Records contained in a dataset

---*---

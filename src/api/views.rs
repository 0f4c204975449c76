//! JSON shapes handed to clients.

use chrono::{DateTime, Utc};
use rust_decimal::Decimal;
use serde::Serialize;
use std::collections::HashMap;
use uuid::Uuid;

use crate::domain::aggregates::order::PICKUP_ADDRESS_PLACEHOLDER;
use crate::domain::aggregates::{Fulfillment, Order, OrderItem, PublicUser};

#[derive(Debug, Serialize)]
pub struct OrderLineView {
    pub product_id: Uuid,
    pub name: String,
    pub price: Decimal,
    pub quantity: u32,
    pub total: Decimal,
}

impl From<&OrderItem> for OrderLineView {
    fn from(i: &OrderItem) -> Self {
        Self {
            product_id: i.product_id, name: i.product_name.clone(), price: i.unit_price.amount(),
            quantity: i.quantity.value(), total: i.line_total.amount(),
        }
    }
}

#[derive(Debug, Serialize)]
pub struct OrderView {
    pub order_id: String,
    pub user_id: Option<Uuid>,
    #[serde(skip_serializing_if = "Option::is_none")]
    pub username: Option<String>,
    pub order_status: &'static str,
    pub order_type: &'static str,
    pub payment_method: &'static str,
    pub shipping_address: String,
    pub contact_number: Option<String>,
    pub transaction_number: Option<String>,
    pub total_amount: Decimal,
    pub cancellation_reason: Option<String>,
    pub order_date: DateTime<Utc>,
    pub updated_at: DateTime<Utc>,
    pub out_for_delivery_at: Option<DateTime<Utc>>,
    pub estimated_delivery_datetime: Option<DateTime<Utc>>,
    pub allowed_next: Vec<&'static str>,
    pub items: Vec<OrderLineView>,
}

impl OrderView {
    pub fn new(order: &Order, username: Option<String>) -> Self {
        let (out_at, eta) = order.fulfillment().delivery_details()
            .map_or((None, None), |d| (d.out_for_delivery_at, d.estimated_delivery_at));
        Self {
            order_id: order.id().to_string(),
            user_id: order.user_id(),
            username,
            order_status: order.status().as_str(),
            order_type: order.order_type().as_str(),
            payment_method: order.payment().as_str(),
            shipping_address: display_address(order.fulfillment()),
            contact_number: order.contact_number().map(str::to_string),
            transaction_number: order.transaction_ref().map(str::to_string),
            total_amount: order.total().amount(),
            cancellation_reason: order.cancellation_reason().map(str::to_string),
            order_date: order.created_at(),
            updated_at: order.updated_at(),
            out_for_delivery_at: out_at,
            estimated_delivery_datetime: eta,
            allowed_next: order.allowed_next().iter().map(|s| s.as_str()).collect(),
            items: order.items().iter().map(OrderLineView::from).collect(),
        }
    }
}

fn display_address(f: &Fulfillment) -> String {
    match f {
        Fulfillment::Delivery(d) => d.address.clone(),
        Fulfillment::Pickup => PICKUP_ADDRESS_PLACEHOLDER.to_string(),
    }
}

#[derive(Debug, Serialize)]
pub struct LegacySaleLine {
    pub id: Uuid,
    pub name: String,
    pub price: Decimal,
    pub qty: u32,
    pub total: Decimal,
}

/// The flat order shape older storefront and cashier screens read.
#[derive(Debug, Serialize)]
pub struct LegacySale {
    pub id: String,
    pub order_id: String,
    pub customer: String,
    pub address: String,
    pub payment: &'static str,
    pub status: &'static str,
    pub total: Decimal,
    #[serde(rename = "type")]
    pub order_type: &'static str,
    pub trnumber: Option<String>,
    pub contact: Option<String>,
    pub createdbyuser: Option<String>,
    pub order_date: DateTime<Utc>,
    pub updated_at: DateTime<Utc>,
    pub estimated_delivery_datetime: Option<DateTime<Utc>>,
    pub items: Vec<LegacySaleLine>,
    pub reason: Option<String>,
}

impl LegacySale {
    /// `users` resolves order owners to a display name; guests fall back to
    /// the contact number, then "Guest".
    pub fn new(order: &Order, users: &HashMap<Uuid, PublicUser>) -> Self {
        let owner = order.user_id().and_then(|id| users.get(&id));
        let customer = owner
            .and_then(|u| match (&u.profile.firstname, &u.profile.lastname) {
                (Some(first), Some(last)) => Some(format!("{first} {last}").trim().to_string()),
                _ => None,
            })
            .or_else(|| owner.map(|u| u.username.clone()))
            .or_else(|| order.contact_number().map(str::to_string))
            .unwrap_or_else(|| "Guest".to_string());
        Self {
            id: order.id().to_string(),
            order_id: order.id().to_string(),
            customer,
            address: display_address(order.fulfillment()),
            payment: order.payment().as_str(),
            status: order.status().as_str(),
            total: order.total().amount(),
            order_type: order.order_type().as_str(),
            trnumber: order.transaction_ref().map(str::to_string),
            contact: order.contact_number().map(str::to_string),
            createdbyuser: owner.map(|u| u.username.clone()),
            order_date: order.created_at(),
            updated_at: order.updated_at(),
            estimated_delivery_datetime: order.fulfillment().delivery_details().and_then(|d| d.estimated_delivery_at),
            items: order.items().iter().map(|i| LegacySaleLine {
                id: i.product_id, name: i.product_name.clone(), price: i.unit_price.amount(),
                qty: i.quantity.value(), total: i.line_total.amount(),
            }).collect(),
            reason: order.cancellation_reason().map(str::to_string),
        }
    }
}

---*---

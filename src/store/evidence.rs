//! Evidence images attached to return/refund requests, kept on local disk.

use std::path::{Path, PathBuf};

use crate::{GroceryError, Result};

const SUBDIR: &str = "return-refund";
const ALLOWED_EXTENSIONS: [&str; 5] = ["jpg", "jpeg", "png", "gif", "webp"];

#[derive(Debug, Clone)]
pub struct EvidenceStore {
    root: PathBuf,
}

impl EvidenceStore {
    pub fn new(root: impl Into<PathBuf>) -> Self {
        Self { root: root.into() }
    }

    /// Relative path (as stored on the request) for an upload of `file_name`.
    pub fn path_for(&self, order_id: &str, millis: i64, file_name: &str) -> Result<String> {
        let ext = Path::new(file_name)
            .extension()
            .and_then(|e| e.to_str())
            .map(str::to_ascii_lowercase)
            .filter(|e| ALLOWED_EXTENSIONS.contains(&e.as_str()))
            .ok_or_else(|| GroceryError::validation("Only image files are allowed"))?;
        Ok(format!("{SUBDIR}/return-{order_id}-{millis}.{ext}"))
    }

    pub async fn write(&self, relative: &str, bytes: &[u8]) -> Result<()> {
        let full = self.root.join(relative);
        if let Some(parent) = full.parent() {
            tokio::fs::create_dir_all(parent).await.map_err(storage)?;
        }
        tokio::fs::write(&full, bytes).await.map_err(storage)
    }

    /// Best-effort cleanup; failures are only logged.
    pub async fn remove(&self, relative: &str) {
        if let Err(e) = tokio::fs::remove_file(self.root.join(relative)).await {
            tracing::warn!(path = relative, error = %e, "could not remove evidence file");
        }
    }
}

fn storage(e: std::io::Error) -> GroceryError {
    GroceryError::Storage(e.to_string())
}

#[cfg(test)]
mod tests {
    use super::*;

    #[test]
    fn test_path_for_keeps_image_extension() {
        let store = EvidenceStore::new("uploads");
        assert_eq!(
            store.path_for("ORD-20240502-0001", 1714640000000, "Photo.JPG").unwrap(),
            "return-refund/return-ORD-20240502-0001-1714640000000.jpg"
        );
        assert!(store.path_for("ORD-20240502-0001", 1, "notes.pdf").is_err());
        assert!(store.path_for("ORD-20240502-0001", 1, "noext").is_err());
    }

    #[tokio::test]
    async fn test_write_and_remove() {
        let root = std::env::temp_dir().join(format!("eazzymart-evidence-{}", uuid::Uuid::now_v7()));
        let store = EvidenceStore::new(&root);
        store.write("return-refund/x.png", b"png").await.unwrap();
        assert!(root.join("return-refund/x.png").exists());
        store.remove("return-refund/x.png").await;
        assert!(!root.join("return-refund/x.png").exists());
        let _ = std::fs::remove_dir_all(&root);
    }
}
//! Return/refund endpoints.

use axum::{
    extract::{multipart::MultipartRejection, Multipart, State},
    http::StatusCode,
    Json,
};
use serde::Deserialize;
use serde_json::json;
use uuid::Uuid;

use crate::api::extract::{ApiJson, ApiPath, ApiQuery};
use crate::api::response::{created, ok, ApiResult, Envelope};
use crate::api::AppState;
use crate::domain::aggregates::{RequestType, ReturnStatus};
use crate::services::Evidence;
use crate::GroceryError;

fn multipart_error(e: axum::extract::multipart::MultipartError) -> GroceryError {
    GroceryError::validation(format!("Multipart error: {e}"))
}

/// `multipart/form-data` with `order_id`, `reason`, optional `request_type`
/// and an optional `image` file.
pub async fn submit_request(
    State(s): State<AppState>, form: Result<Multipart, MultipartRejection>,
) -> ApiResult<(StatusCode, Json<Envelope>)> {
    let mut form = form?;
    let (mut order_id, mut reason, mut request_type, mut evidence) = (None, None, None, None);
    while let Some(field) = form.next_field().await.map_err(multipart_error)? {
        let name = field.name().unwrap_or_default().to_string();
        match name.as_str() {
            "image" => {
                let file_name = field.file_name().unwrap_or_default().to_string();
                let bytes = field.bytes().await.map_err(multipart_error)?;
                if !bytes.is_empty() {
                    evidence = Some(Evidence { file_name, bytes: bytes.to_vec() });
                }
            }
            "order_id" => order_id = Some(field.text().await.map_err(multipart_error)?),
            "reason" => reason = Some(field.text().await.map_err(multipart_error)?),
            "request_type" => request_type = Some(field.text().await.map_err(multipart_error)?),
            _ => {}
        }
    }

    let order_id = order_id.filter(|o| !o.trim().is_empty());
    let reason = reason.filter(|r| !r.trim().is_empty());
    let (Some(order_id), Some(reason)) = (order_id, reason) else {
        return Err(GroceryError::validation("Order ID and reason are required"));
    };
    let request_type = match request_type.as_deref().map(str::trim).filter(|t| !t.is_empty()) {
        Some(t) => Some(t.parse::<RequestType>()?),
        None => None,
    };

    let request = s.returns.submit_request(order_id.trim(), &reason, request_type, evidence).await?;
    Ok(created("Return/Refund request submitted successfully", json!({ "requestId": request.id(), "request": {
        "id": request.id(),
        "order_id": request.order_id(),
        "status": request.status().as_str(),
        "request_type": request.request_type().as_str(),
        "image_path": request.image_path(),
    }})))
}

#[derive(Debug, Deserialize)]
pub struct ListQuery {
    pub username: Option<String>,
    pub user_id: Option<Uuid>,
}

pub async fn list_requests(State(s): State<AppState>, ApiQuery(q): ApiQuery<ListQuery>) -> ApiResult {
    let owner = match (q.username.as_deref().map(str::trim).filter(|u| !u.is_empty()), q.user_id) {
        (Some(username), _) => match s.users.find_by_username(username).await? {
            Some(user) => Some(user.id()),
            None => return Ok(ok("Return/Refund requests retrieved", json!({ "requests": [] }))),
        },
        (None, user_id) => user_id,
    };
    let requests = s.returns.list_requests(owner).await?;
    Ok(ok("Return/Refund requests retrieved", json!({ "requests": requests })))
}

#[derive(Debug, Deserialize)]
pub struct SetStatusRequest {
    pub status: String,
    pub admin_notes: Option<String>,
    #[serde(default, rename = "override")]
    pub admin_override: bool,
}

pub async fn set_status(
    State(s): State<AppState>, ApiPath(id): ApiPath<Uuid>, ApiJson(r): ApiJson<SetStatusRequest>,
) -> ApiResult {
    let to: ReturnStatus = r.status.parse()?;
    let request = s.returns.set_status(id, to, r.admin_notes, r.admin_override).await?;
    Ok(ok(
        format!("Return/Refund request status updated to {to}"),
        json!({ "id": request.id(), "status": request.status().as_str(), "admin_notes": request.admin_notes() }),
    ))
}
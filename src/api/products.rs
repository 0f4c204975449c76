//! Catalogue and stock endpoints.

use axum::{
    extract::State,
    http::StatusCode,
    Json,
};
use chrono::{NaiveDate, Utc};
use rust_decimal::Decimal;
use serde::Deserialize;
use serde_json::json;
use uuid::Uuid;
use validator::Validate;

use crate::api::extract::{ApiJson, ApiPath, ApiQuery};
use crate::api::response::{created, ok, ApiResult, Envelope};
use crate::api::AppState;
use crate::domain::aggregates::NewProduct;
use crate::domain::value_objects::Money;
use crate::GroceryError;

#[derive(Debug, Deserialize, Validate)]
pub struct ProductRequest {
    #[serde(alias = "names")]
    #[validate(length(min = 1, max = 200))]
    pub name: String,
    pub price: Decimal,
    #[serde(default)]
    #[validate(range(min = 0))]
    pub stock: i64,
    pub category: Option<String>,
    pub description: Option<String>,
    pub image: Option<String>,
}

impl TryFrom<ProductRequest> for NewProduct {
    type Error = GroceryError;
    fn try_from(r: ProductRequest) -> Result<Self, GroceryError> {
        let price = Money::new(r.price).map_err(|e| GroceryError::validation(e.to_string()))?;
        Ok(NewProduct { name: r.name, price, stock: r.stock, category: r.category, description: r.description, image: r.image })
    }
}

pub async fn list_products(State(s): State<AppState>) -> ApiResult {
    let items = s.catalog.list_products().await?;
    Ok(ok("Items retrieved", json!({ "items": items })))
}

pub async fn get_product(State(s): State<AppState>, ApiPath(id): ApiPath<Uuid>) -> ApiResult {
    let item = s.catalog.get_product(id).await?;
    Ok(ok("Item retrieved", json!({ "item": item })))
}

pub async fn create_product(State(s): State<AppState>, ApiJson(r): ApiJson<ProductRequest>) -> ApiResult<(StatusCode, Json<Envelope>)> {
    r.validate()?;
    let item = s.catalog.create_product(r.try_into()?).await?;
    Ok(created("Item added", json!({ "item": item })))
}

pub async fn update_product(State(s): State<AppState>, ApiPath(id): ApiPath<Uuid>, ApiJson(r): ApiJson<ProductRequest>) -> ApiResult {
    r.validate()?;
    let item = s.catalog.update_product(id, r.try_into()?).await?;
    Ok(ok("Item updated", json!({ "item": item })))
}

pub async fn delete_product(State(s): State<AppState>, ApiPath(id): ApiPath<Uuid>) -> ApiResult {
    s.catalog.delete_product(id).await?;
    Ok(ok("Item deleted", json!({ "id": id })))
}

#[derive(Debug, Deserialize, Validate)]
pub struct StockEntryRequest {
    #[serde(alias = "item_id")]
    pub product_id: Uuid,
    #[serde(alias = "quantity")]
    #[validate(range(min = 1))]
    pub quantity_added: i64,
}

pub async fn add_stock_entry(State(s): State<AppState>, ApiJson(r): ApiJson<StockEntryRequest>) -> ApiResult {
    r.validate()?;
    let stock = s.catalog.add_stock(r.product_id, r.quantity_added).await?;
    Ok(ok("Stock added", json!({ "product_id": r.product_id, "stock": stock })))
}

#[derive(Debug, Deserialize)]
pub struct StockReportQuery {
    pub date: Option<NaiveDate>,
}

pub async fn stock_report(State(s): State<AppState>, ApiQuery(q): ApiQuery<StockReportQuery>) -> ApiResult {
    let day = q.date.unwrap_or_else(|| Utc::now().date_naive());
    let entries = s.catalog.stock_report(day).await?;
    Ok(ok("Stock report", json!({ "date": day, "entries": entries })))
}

---*---

To do:
Search the entries for the word "iter", then copy every line in which it is found.

Worked solution:
            allowed_next: order.allowed_next().iter().map(|s| s.as_str()).collect(),
            items: order.items().iter().map(OrderLineView::from).collect(),
            items: order.items().iter().map(|i| LegacySaleLine {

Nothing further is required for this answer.